Nearly 300 AgResearch jobs would be relocated over the next few years - mostly from Hamilton and Dunedin - as part of a planned major shake-up by the country's largest crown research institute.
The organisation today released further details of its $100 million plans for its campus facilities and resources over the coming years, as it seeks to deliver on potential to grow agri-food and agricultural export earnings to $60 billion by 2025.
It is proposing two large campuses - one in Grasslands in Palmerston North and one in Lincoln - which would form part of larger "agriculture innovation hubs" with sector partners at those sites.
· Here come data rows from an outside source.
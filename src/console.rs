//! 日志输出
//!
//! 日志经由 `Platform::console_write` 输出，级别由编译期环境变量 `LOG` 决定。

use core::fmt::{self, Write};

use log::{Level, Log, Metadata, Record, SetLoggerError};

use crate::config;
use crate::hal::try_platform;

struct Stdout;

impl Write for Stdout {
    fn write_str(&mut self, s: &str) -> fmt::Result {
        if let Some(platform) = try_platform() {
            platform.console_write(s);
        }
        Ok(())
    }
}

pub fn print(args: fmt::Arguments) {
    let _ = Stdout.write_fmt(args);
}

macro_rules! print {
    ($fmt: literal $(, $($arg: tt)+)?) => {
        $crate::console::print(format_args!($fmt $(, $($arg)+)?))
    }
}

/// 安装全局 logger
///
/// ## Errors
/// - 已经安装过 logger
pub fn init() -> Result<(), SetLoggerError> {
    static LOGGER: Logger = Logger;
    log::set_logger(&LOGGER)?;
    log::set_max_level(config::log_level(option_env!("LOG")));
    Ok(())
}

struct Logger;

impl Log for Logger {
    fn enabled(&self, _metadata: &Metadata) -> bool {
        true
    }

    fn log(&self, record: &Record) {
        if !self.enabled(record.metadata()) {
            return;
        }
        print!("\x1b[{}m", level_to_color_code(record.level()));
        match try_platform() {
            Some(platform) => print!(
                "[{:>5}][{}] {}",
                record.level(),
                platform.current_thread(),
                record.args()
            ),
            None => print!("[{:>5}][kernel] {}", record.level(), record.args()),
        }
        print!("\x1b[0m\n");
    }

    fn flush(&self) {}
}

fn level_to_color_code(level: Level) -> u8 {
    match level {
        Level::Error => 31, // Red
        Level::Warn => 93,  // BrightYellow
        Level::Info => 34,  // Blue
        Level::Debug => 32, // Green
        Level::Trace => 90, // BrightBlack
    }
}

#[cfg(test)]
mod tests {
    use super::*;
    use crate::testutil;

    #[test]
    fn test_log_line_reaches_platform_console() {
        testutil::init();
        Logger.log(
            &Record::builder()
                .level(Level::Warn)
                .args(format_args!("semaphore {} created", "console-test"))
                .build(),
        );
        let out = testutil::console_output();
        assert!(out.contains("\x1b[93m[ WARN]["));
        assert!(out.contains("] semaphore console-test created\x1b[0m\n"));
    }

    #[test]
    fn test_second_init_fails() {
        let _ = init();
        assert!(init().is_err());
    }
}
Over the next three to four years, about 280 roles - which include both science and support functions - were proposed to relocate to Grasslands and Lincoln as facilities became available
AgResearch chief executive Dr Tom Richardson acknowledged this would have an "impact" on Dunedin and Hamilton's local economies, he believed the net overall gain for New Zealand would be greater.
About 300 roles would be based at Grasslands, 330 at Lincoln, 30 at Invermay and 90 at Ruakura.
"These proposals will add approximately 215 roles to Lincoln, and 45 to Grasslands, with approximately 180 roles proposed to move from Ruakura and 85 roles proposed to move from Invermay," Dr Richardson said.
"Our science at Grasslands will focus on food, nutrition, animal health and forage," Dr Richardson said.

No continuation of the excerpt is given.